Instructions to follow: From the line with "use super::model::Paper;" through the line with "let mut counts: BTreeMap<i32, usize>", repeat the entries verbatim, both end lines included, and add nothing.

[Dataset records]
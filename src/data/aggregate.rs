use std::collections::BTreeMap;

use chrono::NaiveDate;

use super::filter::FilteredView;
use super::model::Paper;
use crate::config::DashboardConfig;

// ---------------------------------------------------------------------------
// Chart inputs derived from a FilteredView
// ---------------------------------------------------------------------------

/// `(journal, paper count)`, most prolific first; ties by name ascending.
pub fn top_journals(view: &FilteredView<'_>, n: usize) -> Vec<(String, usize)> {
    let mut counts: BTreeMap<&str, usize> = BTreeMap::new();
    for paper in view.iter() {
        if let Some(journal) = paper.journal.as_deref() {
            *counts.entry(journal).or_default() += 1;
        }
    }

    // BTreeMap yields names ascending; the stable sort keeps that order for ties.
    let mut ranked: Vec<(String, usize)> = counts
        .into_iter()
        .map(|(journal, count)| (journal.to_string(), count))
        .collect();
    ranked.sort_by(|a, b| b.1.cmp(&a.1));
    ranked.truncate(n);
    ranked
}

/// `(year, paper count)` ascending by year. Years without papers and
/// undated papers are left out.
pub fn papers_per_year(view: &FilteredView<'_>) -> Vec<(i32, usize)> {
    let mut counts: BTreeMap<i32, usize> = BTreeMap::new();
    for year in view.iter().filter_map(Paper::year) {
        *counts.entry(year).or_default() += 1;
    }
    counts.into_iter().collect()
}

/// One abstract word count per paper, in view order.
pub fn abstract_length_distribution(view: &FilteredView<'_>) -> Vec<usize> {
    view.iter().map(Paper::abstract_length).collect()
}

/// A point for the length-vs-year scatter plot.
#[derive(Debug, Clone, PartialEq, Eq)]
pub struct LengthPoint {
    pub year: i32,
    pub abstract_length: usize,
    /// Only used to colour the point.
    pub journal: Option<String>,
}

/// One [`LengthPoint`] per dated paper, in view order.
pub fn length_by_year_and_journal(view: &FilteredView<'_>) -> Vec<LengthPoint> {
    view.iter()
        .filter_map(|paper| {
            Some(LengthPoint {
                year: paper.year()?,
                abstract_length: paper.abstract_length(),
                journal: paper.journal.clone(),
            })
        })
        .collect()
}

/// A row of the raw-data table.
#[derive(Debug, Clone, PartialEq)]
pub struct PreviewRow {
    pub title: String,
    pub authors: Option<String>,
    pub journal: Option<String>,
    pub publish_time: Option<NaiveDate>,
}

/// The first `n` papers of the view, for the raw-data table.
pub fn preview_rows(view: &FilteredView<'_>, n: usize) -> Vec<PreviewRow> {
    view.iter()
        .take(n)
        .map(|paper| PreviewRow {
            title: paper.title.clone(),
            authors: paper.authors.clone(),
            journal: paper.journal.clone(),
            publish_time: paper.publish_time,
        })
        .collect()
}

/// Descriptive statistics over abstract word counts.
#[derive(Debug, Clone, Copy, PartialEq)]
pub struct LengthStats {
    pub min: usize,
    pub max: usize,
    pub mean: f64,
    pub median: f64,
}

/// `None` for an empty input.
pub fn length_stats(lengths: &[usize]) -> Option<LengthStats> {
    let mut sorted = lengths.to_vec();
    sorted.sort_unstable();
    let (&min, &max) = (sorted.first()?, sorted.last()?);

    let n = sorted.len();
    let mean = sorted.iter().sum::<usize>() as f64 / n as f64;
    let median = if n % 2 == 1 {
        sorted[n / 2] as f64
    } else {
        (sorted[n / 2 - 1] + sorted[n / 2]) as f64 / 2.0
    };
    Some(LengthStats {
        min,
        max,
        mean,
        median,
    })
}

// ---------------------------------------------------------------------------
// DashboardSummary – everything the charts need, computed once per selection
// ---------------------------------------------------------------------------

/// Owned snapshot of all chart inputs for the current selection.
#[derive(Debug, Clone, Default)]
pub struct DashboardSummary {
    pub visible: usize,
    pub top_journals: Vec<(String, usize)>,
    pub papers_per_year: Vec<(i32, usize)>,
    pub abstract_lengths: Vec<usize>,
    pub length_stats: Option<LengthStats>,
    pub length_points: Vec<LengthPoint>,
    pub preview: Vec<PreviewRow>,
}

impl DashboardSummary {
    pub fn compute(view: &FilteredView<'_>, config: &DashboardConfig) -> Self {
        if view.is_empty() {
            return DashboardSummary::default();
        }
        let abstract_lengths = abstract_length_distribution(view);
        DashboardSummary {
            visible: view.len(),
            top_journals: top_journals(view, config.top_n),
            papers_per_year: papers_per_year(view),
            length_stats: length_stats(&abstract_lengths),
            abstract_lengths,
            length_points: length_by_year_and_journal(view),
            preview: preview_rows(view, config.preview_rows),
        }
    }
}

Exercise answer:
use super::model::Paper;
use crate::config::DashboardConfig;

// ---------------------------------------------------------------------------
// Chart inputs derived from a FilteredView
// ---------------------------------------------------------------------------

/// `(journal, paper count)`, most prolific first; ties by name ascending.
pub fn top_journals(view: &FilteredView<'_>, n: usize) -> Vec<(String, usize)> {
    let mut counts: BTreeMap<&str, usize> = BTreeMap::new();
    for paper in view.iter() {
        if let Some(journal) = paper.journal.as_deref() {
            *counts.entry(journal).or_default() += 1;
        }
    }

    // BTreeMap yields names ascending; the stable sort keeps that order for ties.
    let mut ranked: Vec<(String, usize)> = counts
        .into_iter()
        .map(|(journal, count)| (journal.to_string(), count))
        .collect();
    ranked.sort_by(|a, b| b.1.cmp(&a.1));
    ranked.truncate(n);
    ranked
}

/// `(year, paper count)` ascending by year. Years without papers and
/// undated papers are left out.
pub fn papers_per_year(view: &FilteredView<'_>) -> Vec<(i32, usize)> {
    let mut counts: BTreeMap<i32, usize> = BTreeMap::new();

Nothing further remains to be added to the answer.